The 5 ‘L’s of parenting

The 5 ‘L’s of parenting

When I had my first child, I went to every class, read every book, blog and website. I wanted to know it all. Then he arrived and the problem was he hadn’t been to any classes, read any books, blogs or websites! I cried at his failure to follow the rules and he cried because I failed to listen to my instincts. I didn’t listen to myself or respect how I was feeling, I chose to ignore my instinct in favour of what the book said. The evidence is out there that listening to your babies helps them feel safe and secure in their attachment. A ‘safe’ child is more likely to manage difficulties in the outside world.

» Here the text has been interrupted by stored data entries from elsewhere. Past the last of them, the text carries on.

//! Validated model instances.
//!
//! An instance is a typed field table in declaration order plus a bitset
//! recording which fields the caller explicitly supplied. Instances are
//! immutable unless the model declares `validate_assignment`, in which
//! case a write re-validates only the written field.

use serde_json::{Map, Value};
use std::sync::Arc;

use crate::config::EngineConfig;
use crate::decl::{ModelSpec, SpecRegistry};
use crate::validate::{Engine, ErrorKind, ValidationError, ValidationFailure};

/// Small bitset over field positions.
#[derive(Debug, Clone)]
pub(crate) struct FieldSet {
    words: Vec<u64>,
    len: usize,
}

impl FieldSet {
    pub(crate) fn new(len: usize) -> Self {
        Self {
            words: vec![0; len.div_ceil(64)],
            len,
        }
    }

    pub(crate) fn set(&mut self, index: usize) {
        debug_assert!(index < self.len);
        self.words[index / 64] |= 1 << (index % 64);
    }

    pub(crate) fn get(&self, index: usize) -> bool {
        debug_assert!(index < self.len);
        self.words[index / 64] & (1 << (index % 64)) != 0
    }
}

/// A validated instance of one model.
#[derive(Debug, Clone)]
pub struct ModelInstance {
    spec: Arc<ModelSpec>,
    registry: Arc<SpecRegistry>,
    config: EngineConfig,
    /// Coerced values in declaration order
    values: Vec<Value>,
    /// Fields the caller explicitly supplied (null included)
    supplied: FieldSet,
}

impl ModelInstance {
    /// Assembles an instance from the engine's coerced mapping and the
    /// original input keys. Keys the root hook introduced beyond the
    /// declared fields are dropped here; declared fields it removed
    /// become null.
    pub(crate) fn from_validated(
        spec: Arc<ModelSpec>,
        registry: Arc<SpecRegistry>,
        config: EngineConfig,
        mut validated: Map<String, Value>,
        input: &Map<String, Value>,
    ) -> Self {
        let mut supplied = FieldSet::new(spec.field_count());
        let mut values = Vec::with_capacity(spec.field_count());
        for (i, field) in spec.fields.iter().enumerate() {
            values.push(validated.remove(&field.name).unwrap_or(Value::Null));
            if input.contains_key(&field.name) {
                supplied.set(i);
            }
        }
        Self {
            spec,
            registry,
            config,
            values,
            supplied,
        }
    }

    /// The model name.
    pub fn model_name(&self) -> &str {
        &self.spec.name
    }

    /// The spec this instance was validated against.
    pub fn spec(&self) -> &ModelSpec {
        &self.spec
    }

    /// Reads a field by name.
    pub fn get(&self, field: &str) -> Option<&Value> {
        self.spec.field_index(field).map(|i| &self.values[i])
    }

    /// True if the caller explicitly supplied the field.
    pub fn is_supplied(&self, field: &str) -> bool {
        self.spec
            .field_index(field)
            .map(|i| self.supplied.get(i))
            .unwrap_or(false)
    }

    /// Writes a field, re-validating only that field.
    ///
    /// Fails unless the model declares `validate_assignment`. A successful
    /// write marks the field as supplied.
    pub fn set(&mut self, field: &str, value: Value) -> Result<(), ValidationFailure> {
        if !self.spec.config.validate_assignment {
            return Err(ValidationFailure::single(
                &self.spec.name,
                ValidationError {
                    path: field.to_string(),
                    message: format!(
                        "model '{}' is immutable (validate_assignment is off)",
                        self.spec.name
                    ),
                    kind: ErrorKind::ConstraintViolation,
                    value: Some(value),
                },
            ));
        }

        let engine = Engine::new(&self.registry, self.config);
        let current = self.to_map();
        let coerced = engine.validate_field(&self.spec, field, &value, &current)?;

        // validate_field rejects unknown fields, so the index exists.
        if let Some(index) = self.spec.field_index(field) {
            self.values[index] = coerced;
            self.supplied.set(index);
        }
        Ok(())
    }

    /// Exports the instance as a mapping in declaration order.
    pub fn to_map(&self) -> Map<String, Value> {
        let mut out = Map::new();
        for (field, value) in self.spec.fields.iter().zip(&self.values) {
            out.insert(field.name.clone(), value.clone());
        }
        out
    }

    /// Exports the instance, omitting fields the caller never explicitly
    /// supplied.
    pub fn to_map_exclude_unset(&self) -> Map<String, Value> {
        let mut out = Map::new();
        for (i, (field, value)) in self.spec.fields.iter().zip(&self.values).enumerate() {
            if self.supplied.get(i) {
                out.insert(field.name.clone(), value.clone());
            }
        }
        out
    }

    /// Serializes the instance to JSON text.
    pub fn to_json(&self) -> serde_json::Result<String> {
        serde_json::to_string(&Value::Object(self.to_map()))
    }

    /// Serializes the instance to pretty-printed JSON text.
    pub fn to_json_pretty(&self) -> serde_json::Result<String> {
        serde_json::to_string_pretty(&Value::Object(self.to_map()))
    }
}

Joining a mother’s group changed my world. Meeting once a week in a hot, dark hall discussing burping, feeding and settling quickly became meeting once a day in the park or coffee shop discussing life, love and the latest celebrity shock. This group allowed me to learn from my mistakes and learn from their mistakes. They were my tribe. We all learned from our babies and built our resilience together.

Laughter is the best medicine and plays a vital role in protecting your mental health. If we feel good and are calm, we feel mentally well and better able to support our children. I learned to laugh when I located my tribe. We were bound together by tiny human beings whose only bond was sharing a birthday month. We established our roles and reached out to each other. This made parenting less isolating and gave us space to offload. As our babies grew, we also located our place in the community, offering support to the next group of new mums.

The strong connections I made with my tribe showed me that it was ok not being perfect; it was alright to do your own thing. As these feelings of love for myself became stronger and stronger, so did the love I felt for my baby. Parenting is still hard but I now enjoy the present, rather than worrying about whether I am doing it right.